If you have a complaint about this blog…

The dirtector of the Press Complaints Commission, Tim Toulmin, thinks blogs need a ‘voluntary code of conduct’. (h/t John Band)
We already have one. Call it society, culture, or just good manners if you will, we are governed by the same code of conduct as the rest of society.
Although Blogistan (or The Blogosphere if your prefer) may look intimidating to anyone involved with organised media… we are, in fact, a collection of individuals. We have no more power than we do as individuals, and (unlike companies, charities and associations) we have no more legal protection than we do as individuals. We do not need to be regulated any more than we do as individuals.

But unless there was a voluntary code of conduct there would be no form of redress for people angered at content.

There is a form of redress, Mr Toulmin. My comments box is open, and I respectfully invite you to redress yourself there. My readers shall consider your point-of-view, and if they agree with you over me, then I shall probably lose credibility with one or both of them.
If you find yourself strangely under-satiated, then you could try the libel court, or perhaps arrest me for incitement to something-or-other. If that doesn’t work, then I haven’t actually done anything legally wrong. I am sorry, but you therefore do not deserve redress. I shall continue to wave a metaphorical wanker sign at you, from accross the proverbial street, and there is nothing you can do about it.
WANK, Germany


As with all political campaigns, calls to action, pledges, and calls to boycott, there is a logo button one can add to one’s blog. Disillustioned & Bored does the honours.
Voluntary Code Free Zone
An amusing comment over there, from Anonymous (8:07):

Is it voluntary or do i have to use it?

I tend to keep campaign logos off my front page, on the basis that it clutters up the sidebar. I’m a sidebar scrooge, if you will.

9 Replies to “If you have a complaint about this blog…”

  1. I agree completely. In fact, I think the comments box in a blog is a better form of redress than traditional media. Just how many letters to the editor can (or will) any magazine or newspaper print? And I don’t recall too many TV news shows spending precious time (that could be sold to advertisers) addressing viewer complaints. On a blog, anyone can comment, any time.
    PS: Thanks for letting me know about the use of my photo. It works quite well there!
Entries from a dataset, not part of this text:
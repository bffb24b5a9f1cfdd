use chrono::NaiveDate;
use clap::{Parser, Subcommand};
use medtrack_core::schedule::DueMedication;
use medtrack_core::*;
use std::path::{Path, PathBuf};

#[derive(Parser)]
#[command(name = "medtrack")]
#[command(about = "Medication adherence tracker", long_about = None)]
struct Cli {
    #[command(subcommand)]
    command: Option<Commands>,

    /// Override data directory
    #[arg(long, global = true)]
    data_dir: Option<PathBuf>,

    /// Treat this date (YYYY-MM-DD) as today instead of reading the clock
    #[arg(long, global = true, value_parser = parse_date_arg)]
    today: Option<NaiveDate>,

    /// Enable debug logging
    #[arg(short, long, global = true)]
    verbose: bool,
}

#[derive(Subcommand)]
enum Commands {
    /// Add a new medication
    Add {
        /// Medication name
        #[arg(long)]
        name: String,

        /// Dosage, e.g. "100mg"
        #[arg(long)]
        dosage: String,

        /// Time slot (repeatable): Morning, Noon, Afternoon, Evening, Bedtime or any custom label
        #[arg(long = "time", required = true)]
        times: Vec<String>,

        /// Daily, every-other-day, weekly, monthly or custom
        #[arg(long, default_value = "daily")]
        frequency: String,

        /// Description for a custom frequency
        #[arg(long)]
        custom_frequency: Option<String>,
    },

    /// Mark a dose as taken (or not taken)
    Log {
        /// Medication id
        #[arg(long)]
        id: u32,

        /// Time slot label
        #[arg(long)]
        time: String,

        /// Date of the dose (defaults to today)
        #[arg(long, value_parser = parse_date_arg)]
        date: Option<NaiveDate>,

        /// Record the dose as not taken
        #[arg(long)]
        not_taken: bool,
    },

    /// List medications with today's take/skip summary (default)
    List,

    /// Show medications due and skipped on a date
    Day {
        /// Date to show (defaults to today)
        #[arg(long, value_parser = parse_date_arg)]
        date: Option<NaiveDate>,
    },

    /// Show adherence for every logged date
    Calendar {
        /// Selected date (defaults to today)
        #[arg(long, value_parser = parse_date_arg)]
        selected: Option<NaiveDate>,
    },

    /// Show the time slot and frequency choices
    Options,

    /// Append calendar adherence rows to a CSV file
    Export {
        /// Output CSV path
        #[arg(long)]
        output: PathBuf,

        /// Selected date (defaults to today)
        #[arg(long, value_parser = parse_date_arg)]
        selected: Option<NaiveDate>,
    },
}

fn parse_date_arg(s: &str) -> std::result::Result<NaiveDate, String> {
    parse_date(s).map_err(|e| e.to_string())
}

fn main() {
    let cli = Cli::parse();

    if let Err(e) = run(cli) {
        eprintln!("Error: {}", e);
        std::process::exit(1);
    }
}

fn run(cli: Cli) -> Result<()> {
    if cli.verbose {
        medtrack_core::logging::init_with_level("debug");
    } else {
        medtrack_core::logging::init();
    }

    let config = Config::load()?;
    let data_dir = cli
        .data_dir
        .clone()
        .unwrap_or_else(|| config.data.data_dir.clone());
    let state_path = data_dir.join("state.json");
    tracing::debug!("Using state file {:?}", state_path);

    // The only place the clock is read
    let today = cli
        .today
        .unwrap_or_else(|| chrono::Local::now().date_naive());

    match cli.command {
        Some(Commands::Add {
            name,
            dosage,
            times,
            frequency,
            custom_frequency,
        }) => cmd_add(
            &state_path,
            &name,
            &dosage,
            &times,
            &frequency,
            custom_frequency.as_deref(),
        ),
        Some(Commands::Log {
            id,
            time,
            date,
            not_taken,
        }) => cmd_log(
            &state_path,
            MedicationId(id),
            &time,
            date.unwrap_or(today),
            !not_taken,
            today,
        ),
        Some(Commands::List) | None => cmd_list(&state_path, today),
        Some(Commands::Day { date }) => cmd_day(&state_path, date.unwrap_or(today)),
        Some(Commands::Calendar { selected }) => {
            cmd_calendar(&state_path, selected.unwrap_or(today), &config)
        }
        Some(Commands::Options) => {
            cmd_options(&config);
            Ok(())
        }
        Some(Commands::Export { output, selected }) => {
            cmd_export(&state_path, &output, selected.unwrap_or(today), &config)
        }
    }
}

fn cmd_add(
    state_path: &Path,
    name: &str,
    dosage: &str,
    times: &[String],
    frequency: &str,
    custom_frequency: Option<&str>,
) -> Result<()> {
    let frequency = Frequency::from_parts(frequency, custom_frequency)?;
    let times = times
        .iter()
        .map(TimeSlot::new)
        .collect::<Result<Vec<_>>>()?;

    let medication = StatusStore::update(state_path, |store| {
        store.add_medication(name, dosage, times, frequency)
    })?;

    println!("✓ {} added successfully (id {})", medication.name, medication.id);
    Ok(())
}

fn cmd_log(
    state_path: &Path,
    id: MedicationId,
    time: &str,
    date: NaiveDate,
    taken: bool,
    today: NaiveDate,
) -> Result<()> {
    ensure_not_future(date, today)?;
    let slot = TimeSlot::new(time)?;
    let message = dose_message(&slot, taken);

    let (before, after) = StatusStore::update(state_path, |store| {
        let before = store.medication(id).and_then(|m| m.first_taken);
        let after = store.record_dose(id, date, slot, taken)?;
        Ok((before, after))
    })?;

    println!("✓ {} on {}", message, date);
    if before.is_none() {
        if let Some(first) = after.first_taken {
            println!("  First taken: {}", first);
        }
    }
    Ok(())
}

fn cmd_list(state_path: &Path, today: NaiveDate) -> Result<()> {
    let store = StatusStore::load(state_path)?;
    let medications = store.medications();

    if medications.is_empty() {
        println!("No medications yet. Add one with `medtrack add`.");
        return Ok(());
    }

    println!("Your Medications ({})", medications.len());
    for med in medications {
        println!();
        println!("  [{}] {}", med.id, med.name);
        println!("      {}", med.dosage);
        println!("      Times: {}", join_slots(&med.times));
        println!("      Frequency: {}", med.frequency);
        if let Some(first) = med.first_taken {
            println!("      First taken: {}", first);
        }
        println!("      {}", med.today_summary(today));
    }
    Ok(())
}

fn cmd_day(state_path: &Path, date: NaiveDate) -> Result<()> {
    let store = StatusStore::load(state_path)?;
    let schedule = day_schedule(store.medications(), store.events(), date);

    println!("Medications for {}", date);
    println!();

    if schedule.due.is_empty() {
        println!("No medications to take today!");
    } else {
        println!("Medications to take:");
        for due in &schedule.due {
            print_due(due);
        }
    }

    if !schedule.skipped.is_empty() {
        println!();
        println!("Skipped today:");
        for skipped in &schedule.skipped {
            println!(
                "  [{}] {} ({}) - not scheduled. Next dose {}.",
                skipped.medication.id, skipped.medication.name, skipped.medication.dosage, skipped.next
            );
        }
    }

    let adherence = day_adherence(store.medications(), store.events().for_date(date), date);
    println!();
    println!("{} [{}]", adherence, adherence.tier());
    Ok(())
}

fn print_due(due: &DueMedication<'_>) {
    let med = due.medication;
    println!("  [{}] {} ({})", med.id, med.name, med.dosage);
    for slot in &due.slots {
        println!("      {:<12} {}", slot.slot.as_str(), slot.status);
    }
}

fn cmd_calendar(state_path: &Path, selected: NaiveDate, config: &Config) -> Result<()> {
    let store = StatusStore::load(state_path)?;
    let markings = calendar_markings_with(
        store.medications(),
        store.events(),
        selected,
        &config.adherence.thresholds(),
    );

    println!("Medication Adherence");
    println!();
    for (date, mark) in &markings {
        println!(
            "{} {} {:<6} {}",
            if mark.is_selected { ">" } else { " " },
            date,
            mark.tier,
            mark.adherence()
        );
    }
    Ok(())
}

fn cmd_options(config: &Config) {
    println!("Time slots:");
    for option in &config.schedule.time_options {
        println!("  {}", option);
    }
    println!("  (any other label is kept as a custom time)");
    println!();
    println!("Frequencies:");
    for option in Frequency::OPTIONS {
        println!("  {}", option);
    }
}

fn cmd_export(
    state_path: &Path,
    output: &Path,
    selected: NaiveDate,
    config: &Config,
) -> Result<()> {
    let store = StatusStore::load(state_path)?;
    let markings = calendar_markings_with(
        store.medications(),
        store.events(),
        selected,
        &config.adherence.thresholds(),
    );

    let count = write_report(&markings, output)?;
    println!("✓ Exported {} days to {}", count, output.display());
    Ok(())
}

fn join_slots(slots: &[TimeSlot]) -> String {
    slots
        .iter()
        .map(TimeSlot::as_str)
        .collect::<Vec<_>>()
        .join(", ")
}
  2. Allanimal is spot on:
    “In fact, I think the comments box in a blog is a better form of redress than traditional media. “
    I have already developed this theme extensively here.

  3. Hear hear! But some rather arrogant, and for me, the more anger-making/offence-causing bloggers don’t have a comments box. That makes me mad as hell.
    Does your argument still apply to non-comment-allowing bloggers, who just want to spout their bile at people and not face up to any consequences, or take any reciprocal part in society? Non-comment bloggers are like hit-and-run drivers, knock-down-ginger-players and such like. Is there a consensus on them and their regulation?

  4. Clarice,
    “Am I allowed to name someone that does this? “
    I would say that you are almost REQUIRED to do so. 🙂
    “You can still, for example, comment on your own blog, in lieu of leaving a comment. “
    Hmmm… In the comments to my article, I do attempt a cursory nod in this direction: this is tricky and starting your own blog does not fulfill some of the core conditions – particularly as regards correction link permanence and audience reach – that I set out.
    That said, I take the line that blogs without comment facilities are not really blogs – they are merely regularly updated web sites.
    A savvy operator faced with this problem would probably do the following:
    – mail the offending blogger with your concerns and ask for an update to the post
    – failing that, find out a number of sites that do accept comments and that while in competition to your offending blogger have some overlap – evidenced by an abundance of links between the two – and sell your story by mailing it to the blogger to make a post of it, noting that offending blogger has refused to put up a correction. Your story will need to be watertight and well referenced. You may even need to start a blog to get the full documentation in the open to prove your case.
    It’s probably worth asking your blogger if he would consider the post, then let you know before posting so that you can…
    – then mail your offending blogger and tell him it will be out in the open and ask for the correction again.
    – if your offending blogger is still posting (i.e. not away/incommunicado) and still doesn’t give you your correction, nail him in public.
    This hits your blogger right where it hurts – at his reputation.
    It’s roundabout and more time-consuming, but then if it is that important, perhaps it’s worth the effort.
    But it’s still not as good as getting it on the site itself.